Patients were randomized into five groups. Of the five groups, three received a homeopathic consultation (Groups 1 – 3) and two (Groups 4 and 5) did not. The consultation groups were further randomized to individualized treatment (Group 1), a homeopathic complex for RA (Group 2) or placebo (Group 3).
Non-consultation participants were allocated complex (Group 4) or placebo (Group 5); individualized homeopathy can only be prescribed through a consultation.
This study has not disclosed the homeopathic remedies given to Group 1 patients. it says nothing about (group 6) the pill pushers who organized this debacle.

Or (Group 7) the homeoapths. So here comes the homeopath who’s been asked to participate in a study on the effectiveness of homeopathy, and he finds that every one of these people are on racketeceuticals, and they’re having problems with blood clotting, they’re having heart attacks and strokes, kidney problems, they’re puffy from fluid retention, liver damage, and some are having potentially lethal stomach bleeding.

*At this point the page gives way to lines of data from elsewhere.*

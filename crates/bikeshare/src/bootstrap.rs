use std::path::{Path, PathBuf};

use bikeshare_core::error::{BikeshareError, Result};
use tracing_subscriber::{fmt, prelude::*, EnvFilter};

// ── Logging bootstrap ──────────────────────────────────────────────────────────

/// Initialise the global `tracing` subscriber.
///
/// `log_level` uses the conventional upper-case level names and is mapped to
/// a [`tracing_subscriber::EnvFilter`] directive; an unrecognised level falls
/// back to `"info"`. Output goes to `log_file` when given, otherwise stderr,
/// keeping stdout free for the interactive prompts.
pub fn setup_logging(log_level: &str, log_file: Option<&PathBuf>) -> anyhow::Result<()> {
    let directive = match log_level.to_uppercase().as_str() {
        "DEBUG" => "debug",
        "INFO" => "info",
        "WARNING" => "warn",
        "ERROR" | "CRITICAL" => "error",
        _ => "info",
    };
    let filter = EnvFilter::try_new(directive).unwrap_or_else(|_| EnvFilter::new("info"));

    match log_file {
        Some(path) => {
            let file = std::fs::OpenOptions::new()
                .create(true)
                .append(true)
                .open(path)?;
            let layer = fmt::layer()
                .with_target(false)
                .with_ansi(false)
                .with_writer(std::sync::Arc::new(file));
            tracing_subscriber::registry().with(filter).with(layer).init();
        }
        None => {
            let layer = fmt::layer().with_target(false).with_writer(std::io::stderr);
            tracing_subscriber::registry().with(filter).with(layer).init();
        }
    }

    Ok(())
}

// ── Data-directory check ───────────────────────────────────────────────────────

/// Fail early when the configured data directory does not exist, rather than
/// at the first city load inside the session.
pub fn ensure_data_dir(data_dir: &Path) -> Result<()> {
    if !data_dir.is_dir() {
        return Err(BikeshareError::DataDirNotFound(data_dir.to_path_buf()));
    }
    Ok(())
}

// ── Tests ──────────────────────────────────────────────────────────────────────
//! Raw-row pager: prints successive 5-row windows of the filtered dataset
//! on demand.
//!
//! The pager is a loop over a window `[start, stop)` advanced by 5 on every
//! "yes". A window past the end of the table simply prints fewer rows (or
//! nothing); it never fails. "no" terminates, anything else re-prompts
//! without advancing.

use std::io::{BufRead, Write};

use bikeshare_core::models::{Dataset, TripRecord};

use crate::prompt::prompt_yes_no;

/// Rows shown per "yes" answer.
pub const PAGE_SIZE: usize = 5;

/// Placeholder printed for missing values.
pub const MISSING_VALUE: &str = "data not available";

const PAGER_PROMPT: &str = "\nWould you like to see 5 rows of raw trip data? Enter yes or no.";
const PAGER_HINT: &str = "Please enter yes or no.";

/// Run the pager until the user answers "no" (or input ends).
pub fn run_pager<R: BufRead, W: Write>(
    input: &mut R,
    output: &mut W,
    dataset: &Dataset,
) -> std::io::Result<()> {
    let mut start = 0usize;
    loop {
        match prompt_yes_no(input, output, PAGER_PROMPT, Some(PAGER_HINT))? {
            Some(true) => {
                let stop = (start + PAGE_SIZE).min(dataset.len());
                for trip in &dataset.trips[start.min(dataset.len())..stop] {
                    write_trip(output, trip, dataset)?;
                }
                start += PAGE_SIZE;
            }
            // "no" or EOF both end the pager.
            Some(false) | None => return Ok(()),
        }
    }
}

// ── Internal helpers ──────────────────────────────────────────────────────────

/// Print one trip as labelled field lines. The CSV's index column is never
/// loaded, so only the named columns appear; gender and birth-year lines are
/// shown only for cities that publish them.
fn write_trip<W: Write>(
    output: &mut W,
    trip: &TripRecord,
    dataset: &Dataset,
) -> std::io::Result<()> {
    writeln!(output)?;
    writeln!(
        output,
        "Start Time     {}",
        trip.start_time.format("%Y-%m-%d %H:%M:%S")
    )?;
    writeln!(
        output,
        "End Time       {}",
        trip.end_time
            .map(|t| t.format("%Y-%m-%d %H:%M:%S").to_string())
            .unwrap_or_else(|| MISSING_VALUE.to_string())
    )?;
    writeln!(output, "Trip Duration  {}", trip.duration_seconds)?;
    writeln!(output, "Start Station  {}", trip.start_station)?;
    writeln!(output, "End Station    {}", trip.end_station)?;
    writeln!(
        output,
        "User Type      {}",
        trip.user_type.as_deref().unwrap_or(MISSING_VALUE)
    )?;
    if dataset.has_gender {
        writeln!(
            output,
            "Gender         {}",
            trip.gender.as_deref().unwrap_or(MISSING_VALUE)
        )?;
    }
    if dataset.has_birth_year {
        writeln!(
            output,
            "Birth Year     {}",
            trip.birth_year
                .map(|y| y.to_string())
                .unwrap_or_else(|| MISSING_VALUE.to_string())
        )?;
    }
    Ok(())
}

// ── Tests ─────────────────────────────────────────────────────────────────────

#[cfg(test)]
mod tests {
    use super::*;
    use bikeshare_core::models::TripRecord;
    use chrono::NaiveDate;
    use std::io::Cursor;

    // ── Helpers ───────────────────────────────────────────────────────────────

    fn numbered_trips(count: usize) -> Vec<TripRecord> {
        (0..count)
            .map(|i| {
                TripRecord::new(
                    NaiveDate::from_ymd_opt(2017, 1, 1)
                        .unwrap()
                        .and_hms_opt(8, 0, 0)
                        .unwrap(),
                    None,
                    60,
                    format!("start-{i}"),
                    format!("end-{i}"),
                    Some("Subscriber".to_string()),
                    None,
                    None,
                )
            })
            .collect()
    }

    fn run(script: &str, dataset: &Dataset) -> String {
        let mut input = Cursor::new(script.as_bytes().to_vec());
        let mut output = Vec::new();
        run_pager(&mut input, &mut output, dataset).unwrap();
        String::from_utf8(output).unwrap()
    }

    // ── Window behaviour ──────────────────────────────────────────────────────

    #[test]
    fn test_seven_rows_two_pages() {
        let dataset = Dataset {
            trips: numbered_trips(7),
            has_gender: false,
            has_birth_year: false,
        };
        let transcript = run("yes\nyes\nno\n", &dataset);

        // First "yes" shows rows 0..5, second shows the partial tail 5..7.
        for i in 0..7 {
            assert!(
                transcript.contains(&format!("start-{i}")),
                "row {i} missing"
            );
        }
        // Every row printed exactly once.
        assert_eq!(transcript.matches("Start Station").count(), 7);
    }

    #[test]
    fn test_no_stops_immediately() {
        let dataset = Dataset {
            trips: numbered_trips(7),
            has_gender: false,
            has_birth_year: false,
        };
        let transcript = run("no\n", &dataset);
        assert!(!transcript.contains("start-0"));
    }

    #[test]
    fn test_window_past_end_prints_nothing_more() {
        let dataset = Dataset {
            trips: numbered_trips(3),
            has_gender: false,
            has_birth_year: false,
        };
        // Second and third "yes" are past the end; no failure, no output.
        let transcript = run("yes\nyes\nyes\nno\n", &dataset);
        assert_eq!(transcript.matches("Start Station").count(), 3);
    }

    #[test]
    fn test_invalid_answer_reprompts_without_advancing() {
        let dataset = Dataset {
            trips: numbered_trips(7),
            has_gender: false,
            has_birth_year: false,
        };
        let transcript = run("maybe\nyes\nno\n", &dataset);
        assert!(transcript.contains("Please enter yes or no."));
        // The invalid answer must not have consumed a window: rows 0..5 shown.
        assert!(transcript.contains("start-0"));
        assert!(transcript.contains("start-4"));
        assert!(!transcript.contains("start-5"));
    }

    #[test]
    fn test_eof_ends_pager() {
        let dataset = Dataset {
            trips: numbered_trips(2),
            has_gender: false,
            has_birth_year: false,
        };
        let transcript = run("yes\n", &dataset);
        assert!(transcript.contains("start-1"));
    }

    // ── Row rendering ─────────────────────────────────────────────────────────

    #[test]
    fn test_missing_values_use_placeholder() {
        let mut trips = numbered_trips(1);
        trips[0].user_type = None;
        let dataset = Dataset {
            trips,
            has_gender: true,
            has_birth_year: true,
        };
        let transcript = run("yes\nno\n", &dataset);

        assert!(transcript.contains(&format!("User Type      {MISSING_VALUE}")));
        assert!(transcript.contains(&format!("Gender         {MISSING_VALUE}")));
        assert!(transcript.contains(&format!("Birth Year     {MISSING_VALUE}")));
        assert!(transcript.contains(&format!("End Time       {MISSING_VALUE}")));
    }

    #[test]
    fn test_demographic_lines_hidden_without_columns() {
        let dataset = Dataset {
            trips: numbered_trips(1),
            has_gender: false,
            has_birth_year: false,
        };
        let transcript = run("yes\nno\n", &dataset);
        assert!(!transcript.contains("Gender"));
        assert!(!transcript.contains("Birth Year"));
    }
}
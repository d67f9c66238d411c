//! The fixed registry of cities with published trip data.

use std::fmt;
use std::path::{Path, PathBuf};

/// One of the three cities with a bundled trip-record CSV.
#[derive(Debug, Clone, Copy, PartialEq, Eq, Hash)]
pub enum City {
    Chicago,
    NewYorkCity,
    Washington,
}

/// Every supported city, in prompt order.
pub const CITIES: [City; 3] = [City::Chicago, City::NewYorkCity, City::Washington];

impl City {
    /// Parse a user-supplied city name. Matching is case-insensitive and
    /// ignores surrounding whitespace.
    pub fn parse(input: &str) -> Option<City> {
        match input.trim().to_lowercase().as_str() {
            "chicago" => Some(City::Chicago),
            "new york city" => Some(City::NewYorkCity),
            "washington" => Some(City::Washington),
            _ => None,
        }
    }

    /// The fixed CSV file name for this city's trip records.
    pub fn file_name(&self) -> &'static str {
        match self {
            City::Chicago => "chicago.csv",
            City::NewYorkCity => "new_york_city.csv",
            City::Washington => "washington.csv",
        }
    }

    /// The city's CSV path under `data_dir`.
    pub fn data_path(&self, data_dir: &Path) -> PathBuf {
        data_dir.join(self.file_name())
    }

    /// Lowercase display name, as used in prompts.
    pub fn name(&self) -> &'static str {
        match self {
            City::Chicago => "chicago",
            City::NewYorkCity => "new york city",
            City::Washington => "washington",
        }
    }
}

impl fmt::Display for City {
    fn fmt(&self, f: &mut fmt::Formatter<'_>) -> fmt::Result {
        f.write_str(self.name())
    }
}
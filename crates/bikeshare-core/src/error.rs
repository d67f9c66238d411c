use std::path::PathBuf;
use thiserror::Error;

/// All errors produced by the bikeshare explorer.
#[derive(Error, Debug)]
pub enum BikeshareError {
    /// A CSV file could not be opened or read from disk.
    #[error("Failed to read file {}: {source}", path.display())]
    FileRead {
        path: PathBuf,
        #[source]
        source: std::io::Error,
    },

    /// A CSV row could not be parsed.
    #[error("Failed to parse CSV: {0}")]
    CsvParse(#[from] csv::Error),

    /// A start-time string did not match any recognised format.
    #[error("Invalid timestamp format: {0}")]
    TimestampParse(String),

    /// A city name is not one of the three supported cities.
    #[error("Unknown city: {0}")]
    UnknownCity(String),

    /// A required column is absent from the source file.
    #[error("Missing required column: {0}")]
    MissingColumn(String),

    /// The configured data directory does not exist.
    #[error("Data directory not found: {}", .0.display())]
    DataDirNotFound(PathBuf),

    /// The month/day filters matched no trip records.
    #[error("No trip records match the selected filters")]
    NoMatchingRecords,

    /// Pass-through for any raw I/O error that does not carry a path.
    #[error(transparent)]
    Io(#[from] std::io::Error),

    /// Catch-all for errors from third-party crates via `anyhow`.
    #[error(transparent)]
    Other(#[from] anyhow::Error),
}

/// Convenience alias used throughout the bikeshare crates.
pub type Result<T> = std::result::Result<T, BikeshareError>;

Did the individual consultations focus on totality of symptoms as presented by the patient or the clinical diagnosis as presented by Group 1, or the clinical daignosis as presented by Group 6? Just what was Group 1 given as a result of consulation? A bottle of whiskey and a couple of tickets to a good cage fight. Or how about a carefully folded note that says, “Run for your life.”

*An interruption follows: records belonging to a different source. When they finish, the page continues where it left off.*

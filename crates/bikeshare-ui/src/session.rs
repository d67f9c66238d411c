//! The restartable exploration session.
//!
//! One iteration collects the three filters, loads and filters the city's
//! dataset, runs the four reports in fixed order, offers the raw-row pager
//! and finally asks whether to restart. Load failures (unreadable file,
//! malformed CSV, bad timestamps) are fatal and propagate to the caller;
//! everything interactive recovers locally.

use std::io::{BufRead, Write};
use std::path::Path;

use bikeshare_core::error::Result;
use bikeshare_data::reader;
use tracing::info;

use crate::pager::run_pager;
use crate::prompt::{prompt_city, prompt_day, prompt_month, prompt_yes_no};
use crate::report::{
    report_duration_stats, report_station_stats, report_time_stats, report_user_stats,
    NO_MATCHING_RECORDS, SECTION_RULE,
};

const RESTART_PROMPT: &str = "\nWould you like to restart? Enter yes or no.";

/// Run the session loop until the user declines to restart or input ends.
pub fn run_session<R: BufRead, W: Write>(
    input: &mut R,
    output: &mut W,
    data_dir: &Path,
) -> Result<()> {
    writeln!(output, "Hello! Let's explore some US bikeshare data!")?;

    loop {
        // EOF during filter collection ends the session cleanly.
        let Some(city) = prompt_city(input, output)? else {
            break;
        };
        let Some(month) = prompt_month(input, output)? else {
            break;
        };
        let Some(day) = prompt_day(input, output)? else {
            break;
        };
        writeln!(output, "{SECTION_RULE}")?;

        info!("Exploring {} with filters {:?} / {:?}", city, month, day);
        let dataset = reader::load_filtered(data_dir, city, month, day)?;

        if dataset.is_empty() {
            writeln!(output, "\n{NO_MATCHING_RECORDS}")?;
            writeln!(output, "{SECTION_RULE}")?;
        } else {
            report_time_stats(output, &dataset)?;
            report_station_stats(output, &dataset)?;
            report_duration_stats(output, &dataset)?;
            report_user_stats(output, &dataset)?;
            run_pager(input, output, &dataset)?;
        }

        match prompt_yes_no(input, output, RESTART_PROMPT, None)? {
            Some(true) => writeln!(output, "\nRestarting.")?,
            Some(false) | None => {
                writeln!(output, "\nProgram terminated.")?;
                break;
            }
        }
    }

    Ok(())
}

// ── Tests ─────────────────────────────────────────────────────────────────────

#[cfg(test)]
mod tests {
    use super::*;
    use bikeshare_core::error::BikeshareError;
    use std::io::{Cursor, Write as _};
    use tempfile::TempDir;

    // ── Helpers ───────────────────────────────────────────────────────────────

    fn write_chicago(dir: &TempDir) {
        let path = dir.path().join("chicago.csv");
        let mut file = std::fs::File::create(path).unwrap();
        writeln!(
            file,
            ",Start Time,End Time,Trip Duration,Start Station,End Station,User Type,Gender,Birth Year"
        )
        .unwrap();
        writeln!(
            file,
            "0,2017-06-05 08:00:00,2017-06-05 08:05:00,300,Canal St,Clark St,Subscriber,Male,1992.0"
        )
        .unwrap();
        writeln!(
            file,
            "1,2017-06-06 17:00:00,2017-06-06 17:10:00,600,Canal St,Clark St,Customer,Female,1984.0"
        )
        .unwrap();
    }

    fn run(script: &str, data_dir: &Path) -> (Result<()>, String) {
        let mut input = Cursor::new(script.as_bytes().to_vec());
        let mut output = Vec::new();
        let result = run_session(&mut input, &mut output, data_dir);
        (result, String::from_utf8(output).unwrap())
    }

    // ── Full session flow ─────────────────────────────────────────────────────

    #[test]
    fn test_full_session_runs_all_reports() {
        let dir = TempDir::new().unwrap();
        write_chicago(&dir);

        // city, month, day, pager "no", restart "no".
        let (result, transcript) = run("chicago\nall\nall\nno\nno\n", dir.path());
        result.unwrap();

        assert!(transcript.contains("Hello! Let's explore some US bikeshare data!"));
        assert!(transcript.contains("Calculating The Most Frequent Times of Travel..."));
        assert!(transcript.contains("Calculating The Most Popular Stations and Trip..."));
        assert!(transcript.contains("Calculating Trip Duration..."));
        assert!(transcript.contains("Calculating User Stats..."));
        assert!(transcript.contains("Program terminated."));
    }

    #[test]
    fn test_session_restart_runs_second_iteration() {
        let dir = TempDir::new().unwrap();
        write_chicago(&dir);

        let script = "chicago\nall\nall\nno\nyes\nchicago\njune\nmonday\nno\nno\n";
        let (result, transcript) = run(script, dir.path());
        result.unwrap();

        assert!(transcript.contains("Restarting."));
        assert_eq!(
            transcript
                .matches("Calculating The Most Frequent Times of Travel...")
                .count(),
            2
        );
    }

    #[test]
    fn test_session_empty_filter_result_reports_and_continues() {
        let dir = TempDir::new().unwrap();
        write_chicago(&dir);

        // Both fixture trips are in June; a May filter matches nothing. The
        // session must report the condition and go straight to the restart
        // prompt without running the pager.
        let (result, transcript) = run("chicago\nmay\nall\nno\n", dir.path());
        result.unwrap();

        assert!(transcript.contains(NO_MATCHING_RECORDS));
        assert!(!transcript.contains("raw trip data"));
        assert!(transcript.contains("Program terminated."));
    }

    #[test]
    fn test_session_invalid_inputs_reprompt() {
        let dir = TempDir::new().unwrap();
        write_chicago(&dir);

        let script = "springfield\nchicago\ndecember\nall\nfunday\nall\nno\nno\n";
        let (result, transcript) = run(script, dir.path());
        result.unwrap();

        assert_eq!(transcript.matches("Enter a city").count(), 2);
        assert_eq!(transcript.matches("Enter a month").count(), 2);
        assert_eq!(transcript.matches("Enter a day").count(), 2);
    }

    #[test]
    fn test_session_missing_file_is_fatal() {
        let dir = TempDir::new().unwrap();
        // No chicago.csv written.
        let (result, _) = run("chicago\nall\nall\n", dir.path());
        assert!(matches!(result, Err(BikeshareError::FileRead { .. })));
    }

    #[test]
    fn test_session_eof_before_filters_ends_cleanly() {
        let dir = TempDir::new().unwrap();
        write_chicago(&dir);

        let (result, transcript) = run("", dir.path());
        result.unwrap();
        assert!(transcript.contains("Hello!"));
    }
}
mod bootstrap;

use anyhow::Result;
use bikeshare_core::settings::Settings;
use bikeshare_ui::session::run_session;
use clap::Parser;

fn main() -> Result<()> {
    let settings = Settings::parse();

    bootstrap::setup_logging(settings.effective_log_level(), settings.log_file.as_ref())?;

    tracing::info!("Bikeshare explorer v{} starting", env!("CARGO_PKG_VERSION"));
    tracing::info!("Data directory: {}", settings.data_dir.display());

    bootstrap::ensure_data_dir(&settings.data_dir)?;

    let stdin = std::io::stdin();
    let stdout = std::io::stdout();
    let mut input = stdin.lock();
    let mut output = stdout.lock();

    run_session(&mut input, &mut output, &settings.data_dir)?;

    Ok(())
}
//! Interactive terminal layer for the bikeshare explorer.
//!
//! Provides the validated input prompts, the four statistics reports, the
//! raw-row pager and the restartable session loop. Every function is generic
//! over [`std::io::BufRead`] / [`std::io::Write`] so the whole interactive
//! flow is unit-testable without a terminal.

pub mod pager;
pub mod prompt;
pub mod report;
pub mod session;

pub use bikeshare_core as core;
pub use bikeshare_data as data;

Statistically tt appears that Group 6 had a regression to the mean . . mean spirited that is.
So the challenge to Ernst and the Evil Empire still remains after all this time. Provide one trial that proves homeopathy is a “placebo.”
In the meantime, next time you get rheumatoid arthritis, go to a homeopath before the Vioxx pushers get their hands on you, or you might end up in a study like the one ISayISaw regurgitated here. Unless of course you want your heirs to collect on the settlement.

It might save yo a lot of money, time, pain and an early grave.

You know, I bet the people who wrote the Brien “human science experiment” take rulers to bed with them to see how long they sleep. I bet the real facts in this report could have been written on a piece of confetti. I bet they’re so stupid that if we gave them a goldmedal for it they’d have it bronzed.

They’re so stupid that if . . your thoughts go here:__.